The purpose of this study is to determine if EC-18 is safe and tolerable in healthy subjects.

Study Overview

• Status: Completed
• Conditions: Chemotherapy-induced Neutropenia
• Intervention / Treatment: Drug: EC-18; Drug: Placebo

Detailed Description

This will be a randomized, double-blind, placebo-controlled study of the safety, tolerability, PK, and pharmacodynamics of single ascending doses of EC-18 or placebo. If no dose limiting toxicity (DLT) is observed in Cohort One, the dose of EC-18 will be increased to in Cohorts Two, Three, and Four, respectively. Dose escalation to each successive cohort of subjects will not occur until a review of the safety and tolerability data from the previous cohort is completed and the Investigator, Sponsor, and study Medical Monitor together confirm the safety and tolerability of EC-18 given at that dose level.

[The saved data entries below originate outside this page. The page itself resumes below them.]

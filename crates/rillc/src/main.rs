//! The Rill front-end CLI.
//!
//! Provides the `rillc` command with the following subcommand:
//!
//! - `rillc tokens <file>` - Scan a Rill source file and dump its token stream
//!
//! Options:
//! - `--json` - Output tokens and diagnostics as JSON (one object per line)
//! - `--no-color` - Disable colorized output

use std::path::{Path, PathBuf};
use std::process;

use clap::{Parser, Subcommand};

use rill_common::{Diagnostic, LineIndex};

#[derive(Parser)]
#[command(name = "rillc", version, about = "The Rill front end")]
struct Cli {
    #[command(subcommand)]
    command: Commands,
}

#[derive(Subcommand)]
enum Commands {
    /// Scan a Rill source file and print one token per line
    Tokens {
        /// Path to the source file
        file: PathBuf,

        /// Output tokens and diagnostics as JSON (one object per line)
        #[arg(long)]
        json: bool,

        /// Disable colorized output
        #[arg(long = "no-color")]
        no_color: bool,
    },
}

fn main() {
    let cli = Cli::parse();

    match cli.command {
        Commands::Tokens {
            file,
            json,
            no_color,
        } => {
            if let Err(e) = tokens(&file, json, !no_color && !json) {
                eprintln!("error: {}", e);
                process::exit(1);
            }
        }
    }
}

/// Scan one file, dump its tokens to stdout, and render any lexical
/// diagnostics to stderr. Errors out when the file cannot be read or the
/// scan reported diagnostics.
fn tokens(file: &Path, json: bool, color: bool) -> Result<(), String> {
    let source = std::fs::read_to_string(file)
        .map_err(|e| format!("Failed to read '{}': {}", file.display(), e))?;

    let (tokens, diagnostics) = rill_lexer::tokenize(&source);

    for token in &tokens {
        if json {
            let line = serde_json::to_string(token)
                .map_err(|e| format!("Failed to serialize token: {}", e))?;
            println!("{}", line);
        } else {
            println!("{}", token);
        }
    }

    if diagnostics.is_empty() {
        return Ok(());
    }

    report_diagnostics(&source, file, diagnostics.entries(), json, color);
    Err("Scanning failed due to errors above.".to_string())
}

/// Report lexical diagnostics.
///
/// When `json` is true, outputs one JSON object per line to stderr.
/// Otherwise, outputs colorized (or colorless) human-readable reports
/// labelling the byte range of the offending line.
fn report_diagnostics(
    source: &str,
    path: &Path,
    diagnostics: &[Diagnostic],
    json: bool,
    color: bool,
) {
    let file_name = path.display().to_string();
    let index = LineIndex::new(source);

    for diagnostic in diagnostics {
        if json {
            let msg = serde_json::json!({
                "severity": "error",
                "message": diagnostic.message,
                "file": file_name,
                "line": diagnostic.line,
            });
            eprintln!("{}", msg);
        } else {
            use ariadne::{Config, Label, Report, ReportKind, Source};
            let config = if color {
                Config::default()
            } else {
                Config::default().with_color(false)
            };
            let (start, end) = index.line_span(diagnostic.line);
            let mut start = start as usize;
            let mut end = end as usize;
            if start >= source.len() {
                // The diagnosed line is empty or past the end of the
                // source; label the final byte instead.
                start = source.len().saturating_sub(1);
                end = source.len();
            }
            if end <= start {
                end = (start + 1).min(source.len());
            }
            if end <= start {
                // Nothing labelable (empty source); fall back to plain text.
                eprintln!("[line {}] error: {}", diagnostic.line, diagnostic.message);
                continue;
            }
            let _ = Report::<std::ops::Range<usize>>::build(ReportKind::Error, start..end)
                .with_message("Lexical error")
                .with_config(config)
                .with_label(Label::new(start..end).with_message(&diagnostic.message))
                .finish()
                .eprint(Source::from(source));
        }
    }
}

• Study Type: Interventional
• Enrollment (Actual): 33
• Phase: Phase 1

Contacts and Locations

Study Locations

• United States
  • North Carolina
    • Raleigh, North Carolina, United States, 27612
      • Carolina Phase I Clinical Research

Participation Criteria

Eligibility Criteria

• Ages Eligible for Study: 18 years to 65 years (Adult, Older Adult)
• Accepts Healthy Volunteers: Yes
• Genders Eligible for Study: All

Description

Inclusion Criteria:

• Females of childbearing potential must use an acceptable birth control method throughout the study and for 14 days after the dose of study drug.
• Females of non-childbearing potential (defined as surgically sterilized [tubal ligation/hysterectomy/bilateral salpingo-oophorectomy] or postmenopausal for >2 years) with a negative urine human chorionic gonadotropin pregnancy test at the Screening Visit.
• Males willing to practice contraception (condom + spermicide) during the study and for 14 days after completion of the study, or who have a female partner using barrier or oral contraception during that timeframe.
• Body mass index (BMI) between 18 and 32 kg/m2, inclusive.
• Ability to understand and give informed consent and provide authorization for use of protected health information (Health Insurance Portability and Accountability Act).
• Willing and able to be confined to the research clinic as required by the protocol.

Exclusion Criteria:

• Febrile (temperature ≥99.5°F/37.5°C) at the Screening Visit or at admission to the research clinic on Day -1.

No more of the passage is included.